她往后退了两步,规规矩矩地站好,开口说道:“长公主殿下,谢谢您昨晚救了爹爹。这是我做的甜汤,喝了就不冷了。”
萧明月握着笔的手顿了顿,目光从折子上抬起来,落在那个小豆丁身上。
五岁的娃娃穿着藕荷色的短袄,梳着两个圆圆的发髻,小脸蛋红扑扑,大概是刚从厨房出来,身上还带着一股淡淡的烟火气。
她本想说不必,让丫鬟端下去就是了。
可鼻尖忽然飘过来一股奇异的香味,甜丝丝,又夹着一股姜的暖辣,跟她平日里闻惯的沉水香完全不同。
那味道热腾腾的,像冬天里突然晒到的一缕太阳。
她的视线不由自主落到那只白瓷碗上。
碗里白润润的一团,表面平滑,中间嵌着一小片翠绿的薄荷叶,看着倒有几分精致。
江颂宜见她不说话,也不催,就安安静静地站在那里。
小手交叠放在身前,一副乖得不得了的样子。
萧明月放下笔,鬼使神差地拿起勺子,舀了一小口送进嘴里。
温热的奶膏入口即化,滑得像是丝缎。
甜味先散开,淡淡的,并不腻人,紧接着一股姜的辛热从舌尖蔓延开来,顺着喉咙一路往下淌,落进胃里。
暖洋洋的,连手脚都跟着舒坦起来。
她握着勺子的手微微顿了一下。
江颂宜眼巴巴地看着她:“殿下,好吃吗?”
萧明月没吭声,又舀了一勺。
第三勺、第四勺、第五勺她吃得不快不慢,一勺接一勺,姿态仍旧是端着的,背挺得笔直。
十来勺就见底了,她把最后一点奶膏也刮得干干净净。
放下勺子,看了一眼空碗,沉默了好一会儿。
“味道尚可。”她终于开口,声音还是淡淡的,但比刚才少了几分冷意,“以后可以常做。”

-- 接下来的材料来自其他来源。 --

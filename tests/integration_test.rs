//! Integration tests for buzzword: files on disk through to a ranking.
#![allow(clippy::expect_used, clippy::unwrap_used)]

use buzzword::cli;
use buzzword::config::BuzzwordConfig;
use buzzword::nostr::{Event, Keys, KIND_TEXT_NOTE, UnsignedEvent};
use buzzword::services::IngestOutcome;
use buzzword::{Error, RankingMode, RankingPolicy, compute_ranking};
use std::path::Path;
use tempfile::TempDir;

const NPUB: &str = "npub10elfcs4fr0l0r8af98jlmgdh9c8tcxjvz9qkw038js35mp4dma8qzvjptg";
const NPUB_HEX: &str = "7e7e9c42a91bfef19fa929e5fda1b72e0ebc1a4c1141673e2794234d86addf4e";
const SECRET_HEX: &str = "67dea2ed018072d675f5415ecfaed7d2597555e202d85b3d65ea4e58d2d92ffa";

fn write(dir: &Path, name: &str, contents: &str) -> std::path::PathBuf {
    let path = dir.join(name);
    std::fs::write(&path, contents).expect("write fixture");
    path
}

fn config_in(dir: &TempDir) -> BuzzwordConfig {
    let ignores = write(
        dir.path(),
        "ignores.txt",
        &format!("# bots\n{NPUB} noisy bot\nnot-an-npub\n"),
    );
    let userdic = write(
        dir.path(),
        "userdic.txt",
        "# surface,segmentation,reading,category\nぼっち・ざ・ろっく,ぼっち ざ ろっく,ボッチザロック,カスタム名詞\n",
    );
    BuzzwordConfig::new()
        .with_ignores_path(ignores)
        .with_userdic_path(userdic)
}

fn post(pubkey: &str, content: &str) -> Event {
    serde_json::from_value(serde_json::json!({
        "id": "00",
        "pubkey": pubkey,
        "created_at": chrono::Utc::now().timestamp(),
        "kind": KIND_TEXT_NOTE,
        "content": content,
    }))
    .expect("event")
}

#[test]
fn test_custom_dictionary_keeps_compound_together() {
    let dir = TempDir::new().expect("tempdir");
    let pipeline = cli::build_pipeline(&config_in(&dir)).expect("pipeline");

    let outcome = pipeline.ingest(&post(&"ab".repeat(32), "ぼっち・ざ・ろっく"));

    assert_eq!(outcome, IngestOutcome::Stored { phrases: 1 });
    let stored: Vec<String> = pipeline
        .store()
        .snapshot()
        .into_iter()
        .map(|o| o.content)
        .collect();
    assert_eq!(stored, vec!["ぼっち・ざ・ろっく"]);
}

#[test]
fn test_without_dictionary_hiragana_compound_is_lost() {
    let dir = TempDir::new().expect("tempdir");
    let config = BuzzwordConfig::new()
        .with_ignores_path(dir.path().join("missing-ignores.txt"))
        .with_userdic_path(dir.path().join("missing-userdic.txt"));
    let pipeline = cli::build_pipeline(&config).expect("pipeline");

    pipeline.ingest(&post(&"ab".repeat(32), "ぼっち・ざ・ろっく"));
    assert!(pipeline.store().is_empty());
}

#[test]
fn test_ignored_author_contributes_nothing() {
    let dir = TempDir::new().expect("tempdir");
    let pipeline = cli::build_pipeline(&config_in(&dir)).expect("pipeline");

    assert_eq!(
        pipeline.ingest(&post(NPUB_HEX, "仮想通貨")),
        IngestOutcome::IgnoredAuthor
    );
    assert!(pipeline.store().is_empty());
}

#[test]
fn test_mixed_script_filter_follows_config() {
    let dir = TempDir::new().expect("tempdir");
    let mut config = config_in(&dir);

    let pipeline = cli::build_pipeline(&config).expect("pipeline");
    assert_eq!(
        pipeline.ingest(&post(&"ab".repeat(32), "hello nostr world")),
        IngestOutcome::LowSignal
    );

    config.filters.script_filter = false;
    let pipeline = cli::build_pipeline(&config).expect("pipeline");
    assert!(matches!(
        pipeline.ingest(&post(&"ab".repeat(32), "hello nostr world")),
        IngestOutcome::Stored { .. }
    ));
}

#[test]
fn test_extra_bad_words_are_not_stored() {
    let dir = TempDir::new().expect("tempdir");
    let mut config = config_in(&dir);
    config.filters.extra_bad_words = vec!["GM".to_string()];
    let pipeline = cli::build_pipeline(&config).expect("pipeline");

    pipeline.ingest(&post(&"ab".repeat(32), "GM"));
    assert!(pipeline.store().is_empty());
}

#[test]
fn test_replay_ranks_a_day_of_posts() {
    let dir = TempDir::new().expect("tempdir");
    let pipeline = cli::build_pipeline(&config_in(&dir)).expect("pipeline");

    let phrases = ["猫", "犬", "鳥", "鶏", "鷹", "鹿", "麦", "黒", "鼠", "龍"];
    let mut input = String::new();
    for (i, phrase) in phrases.iter().enumerate() {
        for _ in 0..=i {
            input.push_str(&serde_json::to_string(&post(&"cd".repeat(32), phrase)).expect("json"));
            input.push('\n');
        }
    }

    let mut output = Vec::new();
    let summary = cli::replay(&pipeline, &RankingPolicy::default(), input.as_bytes(), &mut output)
        .expect("ranking");

    assert_eq!(summary.items.len(), 10);
    let text = String::from_utf8(output).expect("utf-8");
    let first = text.lines().next().expect("first line");
    assert_eq!(first, "1位: 龍 (10)");
    assert_eq!(text.lines().last(), Some("10位: 猫 (1)"));
}

#[test]
fn test_summary_needs_support_but_full_does_not() {
    let dir = TempDir::new().expect("tempdir");
    let pipeline = cli::build_pipeline(&config_in(&dir)).expect("pipeline");
    for phrase in ["猫", "犬", "鳥", "鶏", "鷹", "鹿", "麦", "黒", "鼠", "龍"] {
        pipeline.ingest(&post(&"ab".repeat(32), phrase));
    }

    let policy = RankingPolicy::default();
    assert!(matches!(
        compute_ranking(pipeline.store(), RankingMode::Summary, &policy),
        Err(Error::InsufficientData { groups: 0, .. })
    ));
    assert_eq!(
        compute_ranking(pipeline.store(), RankingMode::Full, &policy)
            .expect("full ranking")
            .len(),
        10
    );
}

#[test]
fn test_signed_reply_verifies() {
    let keys = Keys::parse(SECRET_HEX).expect("keys");
    let event = UnsignedEvent::new(KIND_TEXT_NOTE, 1_700_000_000, "#バズワードランキング\n\n1位: #猫 (3)\n")
        .sign(&keys)
        .expect("signed");

    assert_eq!(event.pubkey, keys.public_key_hex());
    assert!(event.verify().is_ok());

    let mut tampered = event;
    tampered.content.push('!');
    assert!(tampered.verify().is_err());
}

#[test]
fn test_config_file_layers_under_environment() {
    let dir = TempDir::new().expect("tempdir");
    let path = write(
        dir.path(),
        "config.toml",
        r#"
heartbeat_url = "https://uptime.example/file"

[relays]
publish = ["wss://file.example"]

[ranking]
top_n = 5
"#,
    );

    let config = BuzzwordConfig::load_from_file(&path)
        .expect("config")
        .with_env_lookup(|name| match name {
            "RELAYS" => Some("wss://env-a.example, wss://env-b.example".to_string()),
            _ => None,
        });

    assert_eq!(config.relays.publish, vec!["wss://env-a.example", "wss://env-b.example"]);
    assert_eq!(config.ranking.top_n, 5);
    assert_eq!(config.heartbeat_url.as_deref(), Some("https://uptime.example/file"));
}

#[test]
fn test_error_types() {
    let err = Error::InvalidInput("bad key".to_string());
    assert!(err.to_string().contains("invalid input"));

    let err = Error::RenderFailed("upload refused".to_string());
    assert_eq!(err.to_string(), "render failed: upload refused");
}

江颂宜眼睛一亮,弯成两道小月牙:“好!那我天天给殿下做!”
“不必天天。”萧明月顿了一下,“日一次即可。”
“好嘞!”小丫头脆生生地应了,端起空碗放进托盘里,朝萧明月行了个不伦不类的礼,“那殿下继续忙,我不打扰啦。”
她抱着托盘转身往外走,走到门口时忽然又回过头,冲萧明月露出一个灿烂的笑容:“殿下,吃完全身都暖暖的,对不对?”
萧明月看着那张笑脸,怔了一下。
等她回过神来,小丫头已经蹬蹬蹬跑远了。
她低头看了看空碗,碗底干干净净,连点汁水都没剩下。
她忽然觉得自己刚才吃得有些失了仪态,清了清嗓子,重新拿起笔,却半晌没有批下一个字。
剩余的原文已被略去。